- About this exercise: Please count the lines in the data below that hold "first" and answer with the number by itself.

◆ ◆ ◆ ◆

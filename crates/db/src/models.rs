//! Row structs that map 1-to-1 onto database tables.
//!
//! These are *persistence* models; the conversions at the bottom turn them
//! into the engine's domain types.

use std::collections::BTreeSet;

use chrono::{DateTime, Utc};
use serde::{Deserialize, Serialize};
use sqlx::types::Json;
use sqlx::FromRow;
use uuid::Uuid;

use engine::{JobNode, JobStatus, Workflow};

use crate::DbError;

// ---------------------------------------------------------------------------
// workflows
// ---------------------------------------------------------------------------

/// Workflow metadata row.
#[derive(Debug, Clone, Serialize, Deserialize, FromRow)]
pub struct WorkflowRow {
    pub id: Uuid,
    pub name: String,
    /// Workflow type tag.
    pub klass: String,
    pub stopped: bool,
    pub created_at: DateTime<Utc>,
}

// ---------------------------------------------------------------------------
// workflow_jobs
// ---------------------------------------------------------------------------

/// One job of one workflow.
#[derive(Debug, Clone, Serialize, Deserialize, FromRow)]
pub struct JobRow {
    pub workflow_id: Uuid,
    /// Declaration order inside the workflow.
    pub position: i32,
    pub name: String,
    pub klass: String,
    /// Text form of `engine::JobStatus`.
    pub status: String,
    pub incoming: Json<Vec<String>>,
    pub outgoing: Json<Vec<String>>,
    pub params: Json<serde_json::Value>,
    pub started_at: Option<DateTime<Utc>>,
    pub finished_at: Option<DateTime<Utc>>,
}

impl JobRow {
    pub fn from_node(workflow_id: Uuid, position: i32, job: &JobNode) -> Self {
        Self {
            workflow_id,
            position,
            name: job.name.clone(),
            klass: job.klass.clone(),
            status: job.status().to_string(),
            incoming: Json(job.incoming.iter().cloned().collect()),
            outgoing: Json(job.outgoing.iter().cloned().collect()),
            params: Json(job.params.clone()),
            started_at: job.started_at(),
            finished_at: job.finished_at(),
        }
    }
}

impl TryFrom<JobRow> for JobNode {
    type Error = DbError;

    fn try_from(row: JobRow) -> Result<Self, Self::Error> {
        let status: JobStatus = row.status.parse().map_err(DbError::Corrupt)?;
        let mut node = JobNode::new(row.name, row.klass, row.params.0)
            .with_state(status, row.started_at, row.finished_at);
        node.incoming = row.incoming.0.into_iter().collect::<BTreeSet<_>>();
        node.outgoing = row.outgoing.0.into_iter().collect::<BTreeSet<_>>();
        Ok(node)
    }
}

/// Assemble a workflow from its metadata row and job rows (any order).
pub fn into_workflow(row: WorkflowRow, mut jobs: Vec<JobRow>) -> Result<Workflow, DbError> {
    jobs.sort_by_key(|j| j.position);
    let jobs = jobs
        .into_iter()
        .map(JobNode::try_from)
        .collect::<Result<Vec<_>, _>>()?;
    Ok(Workflow::restore(row.id, row.name, row.klass, jobs, row.stopped))
}

#[cfg(test)]
mod tests {
    use super::*;
    use serde_json::json;

    fn node() -> JobNode {
        let mut node = JobNode::new("persist", "sleep", json!({ "millis": 5 }));
        node.incoming.insert("fetch".into());
        node.outgoing.insert("notify".into());
        node.start().unwrap();
        node
    }

    #[test]
    fn job_row_maps_back_to_the_same_node() {
        let original = node();
        let row = JobRow::from_node(Uuid::new_v4(), 1, &original);
        assert_eq!(row.status, "running");

        let restored = JobNode::try_from(row).unwrap();
        assert_eq!(restored, original);
    }

    const SCHEMA: &str = include_str!("../../../migrations/20240101000000_create_workflows.sql");

    const ALL_STATUSES: [JobStatus; 5] = [
        JobStatus::Pending,
        JobStatus::Enqueued,
        JobStatus::Running,
        JobStatus::Finished,
        JobStatus::Failed,
    ];

    #[test]
    fn claim_states_are_stored_as_plain_text() {
        let mut job = JobNode::new("a", "noop", serde_json::Value::Null);
        assert_eq!(JobRow::from_node(Uuid::new_v4(), 0, &job).status, "pending");
        job.enqueue().unwrap();
        assert_eq!(JobRow::from_node(Uuid::new_v4(), 0, &job).status, "enqueued");
    }

    #[test]
    fn every_status_text_is_allowed_by_the_schema_and_parses_back() {
        for status in ALL_STATUSES {
            let text = status.to_string();
            assert!(
                SCHEMA.contains(&format!("'{text}'")),
                "status '{text}' missing from the workflow_jobs CHECK constraint"
            );
            assert_eq!(text.parse::<JobStatus>().unwrap(), status);
        }
        assert!(SCHEMA.contains("DEFAULT 'pending'"));
    }

    #[test]
    fn unknown_status_text_is_corrupt() {
        let mut row = JobRow::from_node(Uuid::new_v4(), 0, &node());
        row.status = "exploded".into();
        assert!(matches!(JobNode::try_from(row), Err(DbError::Corrupt(_))));
    }

    #[test]
    fn jobs_are_restored_in_declaration_order() {
        let id = Uuid::new_v4();
        let first = JobNode::new("first", "noop", serde_json::Value::Null);
        let second = JobNode::new("second", "noop", serde_json::Value::Null);
        let rows = vec![JobRow::from_node(id, 1, &second), JobRow::from_node(id, 0, &first)];
        let meta = WorkflowRow {
            id,
            name: "Ordered".into(),
            klass: "Ordered".into(),
            stopped: true,
            created_at: Utc::now(),
        };

        let wf = into_workflow(meta, rows).unwrap();
        let names: Vec<_> = wf.jobs().iter().map(|j| j.name.as_str()).collect();
        assert_eq!(names, vec!["first", "second"]);
        assert!(wf.is_stopped());
        assert_eq!(wf.id(), Some(id));
    }
}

◆ ◆ ◆ ◆

- Answer: 3